Old pictures, even lousy ones, can tell exquisite stories — of loves, or
the
landscape, or wild storms at sea. Carpets seldom give you a strong narrative to lean on. Which one should you choose? You’re thrown back on your own taste. You have to trust your eye.
But not your eye alone. Rugs are for the hand as well, and the sole of the bare foot. The beauty of a rug is in how it feels, too.
The Hajji Baba Club was founded in New Jersey on July 9, 1932. Of its five founding members, only one, Arthur Urbane Dilley, a rug dealer and scholar, was what you’d call an expert. All of them were gentlemen. (Women, one explained, did not “have the correct attitude toward Oriental rugs.”) In the midst of the Depression, bargains in fine rugs were plentiful — for collectors in the know who had the terminology, and a bit of cash to spend. The Hajjis took their name from a picaresque novel — “The Adventures of Hajji Baba of Ispahan” (1824) — whose “Asiatic” hero was at ease in East and West.

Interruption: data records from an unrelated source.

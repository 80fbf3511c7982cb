use serde::{Deserialize, Serialize};
use time::OffsetDateTime;
use uuid::Uuid;

use crate::users::repo::User;

pub const AVAILABILITIES: [&str; 3] = ["available", "busy", "unavailable"];

/// Profile as rendered to clients. Built from a [`User`] row; the password
/// hash has no field here.
#[derive(Debug, Serialize)]
#[serde(rename_all = "camelCase")]
pub struct ProfileResponse {
    pub id: Uuid,
    pub email: String,
    pub name: String,
    pub profile_photo: Option<String>,
    pub location: Option<String>,
    pub availability: String,
    pub skills_offered: Vec<String>,
    pub skills_wanted: Vec<String>,
    pub is_public: bool,
    pub rating: f64,
    pub is_admin: bool,
    pub is_banned: bool,
    pub created_at: OffsetDateTime,
    pub updated_at: Option<OffsetDateTime>,
}

impl From<User> for ProfileResponse {
    fn from(u: User) -> Self {
        Self {
            id: u.id,
            email: u.email,
            name: u.name,
            profile_photo: u.profile_photo,
            location: u.location,
            availability: u.availability,
            skills_offered: u.skills_offered,
            skills_wanted: u.skills_wanted,
            is_public: u.is_public,
            rating: u.rating,
            is_admin: u.is_admin,
            is_banned: u.is_banned,
            created_at: u.created_at,
            updated_at: u.updated_at,
        }
    }
}

/// Profile update body. Only non-privileged fields exist here; extra JSON
/// keys (email, password, isAdmin, isBanned, ...) are dropped on
/// deserialization.
#[derive(Debug, Default, Deserialize)]
#[serde(rename_all = "camelCase")]
pub struct UpdateProfileRequest {
    pub name: Option<String>,
    pub profile_photo: Option<String>,
    pub location: Option<String>,
    pub availability: Option<String>,
    pub skills_offered: Option<Vec<String>>,
    pub skills_wanted: Option<Vec<String>>,
    pub is_public: Option<bool>,
}

/// Query parameters for the public listing.
#[derive(Debug, Deserialize)]
pub struct SearchParams {
    #[serde(default)]
    pub search: Option<String>,
    #[serde(default)]
    pub availability: Option<String>,
    #[serde(default = "default_page")]
    pub page: i64,
}

fn default_page() -> i64 {
    1
}

#[derive(Debug, Serialize)]
pub struct PageInfo {
    pub page: i64,
    pub total: i64,
    pub pages: i64,
}

#[derive(Debug, Serialize)]
pub struct UserPage {
    pub users: Vec<ProfileResponse>,
    pub pagination: PageInfo,
}

/// Trim entries, drop blanks, and de-duplicate case-insensitively keeping
/// the first occurrence. Adding the same skill twice is a no-op.
pub fn normalize_skills(skills: Vec<String>) -> Vec<String> {
    let mut seen: Vec<String> = Vec::new();
    let mut out = Vec::new();
    for skill in skills {
        let trimmed = skill.trim();
        if trimmed.is_empty() {
            continue;
        }
        let key = trimmed.to_lowercase();
        if seen.contains(&key) {
            continue;
        }
        seen.push(key);
        out.push(trimmed.to_string());
    }
    out
}

#[cfg(test)]
mod tests {
    use super::*;

    #[test]
    fn normalize_skills_is_idempotent_for_repeated_adds() {
        let once = normalize_skills(vec!["Guitar".into(), "Spanish".into()]);
        let twice = normalize_skills(vec![
            "Guitar".into(),
            "Spanish".into(),
            "Guitar".into(),
            "guitar".into(),
        ]);
        assert_eq!(once, twice);
        assert_eq!(twice, vec!["Guitar".to_string(), "Spanish".to_string()]);
    }

    #[test]
    fn normalize_skills_trims_and_drops_blanks() {
        let skills = normalize_skills(vec![
            "  Guitar ".into(),
            "".into(),
            "   ".into(),
            "Cooking".into(),
        ]);
        assert_eq!(skills, vec!["Guitar".to_string(), "Cooking".to_string()]);
    }

    #[test]
    fn normalize_skills_keeps_first_occurrence_order() {
        let skills = normalize_skills(vec![
            "Piano".into(),
            "Chess".into(),
            "piano".into(),
            "Yoga".into(),
        ]);
        assert_eq!(
            skills,
            vec!["Piano".to_string(), "Chess".to_string(), "Yoga".to_string()]
        );
    }

    #[test]
    fn update_request_ignores_privileged_keys() {
        let json = r#"{
            "name": "Alice",
            "email": "evil@example.com",
            "password": "hacked",
            "isAdmin": true,
            "isBanned": false,
            "skillsOffered": ["Guitar"]
        }"#;
        let req: UpdateProfileRequest = serde_json::from_str(json).unwrap();
        assert_eq!(req.name.as_deref(), Some("Alice"));
        assert_eq!(req.skills_offered, Some(vec!["Guitar".to_string()]));
        // There is nowhere for email/password/isAdmin/isBanned to land.
    }

    #[test]
    fn search_params_default_to_page_one() {
        let params: SearchParams = serde_json::from_str("{}").unwrap();
        assert_eq!(params.page, 1);
        assert!(params.search.is_none());
        assert!(params.availability.is_none());
    }
}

“He too was a rogue,” explained Dilley, “never paying for what he coveted more than 10 cents on the dollar. In that respect he is our patron.”
The club now has 185 members, not just five. And some are female.
Some connoisseurs of rugs rank them technologically (how tight is the knotting, how thick is the pile, do costly gold-wound threads of silk embellish the old wool?). Rarity, of course, also helps determine value. (The oldest piece on view, collected by Hajji George Hewitt Myers, who founded the Textile Museum in 1925, is a silk Nasrid wall hanging, circa 1400, from Islamic Spain, one
of only a few known.)
Fashion affects price as well. (In the 1960s heyday of hard-edge color painting, Anatolian kilims were very much in vogue; far more subtle Turkmen weavings are among what’s hot today.)
But what makes a carpet beautiful? That’s a far more iffy business. A certain chord of colors may please me but not you. Some people prefer opera, others love the blues; a vivid village weaving may thrill me with its gutsiness but strike you as just crude.
About the beauty of the best things shown, there won’t be much dispute. Among the finest is a piece from 16th-century Iran. It isn’t a whole carpet, merely a small fragment preserved from the border of a huge rug worthy of a palace. The color of its ground is the color of fresh cream; its complicated patterning is ruled by a deep red; its imagery suggests both a perfumed garden and a sky alive with Chinese dragons.
Though most rugs are strongly symmetrical, their symmetry is seldom perfect. One pleasure of this show is watching it being broken. There are two big floral blasts in that fragment from Iran. They’re very much alike, except the one below is the deepest midnight blue while the color of the one above is a whole lot closer to what gearheads used to call British racing green.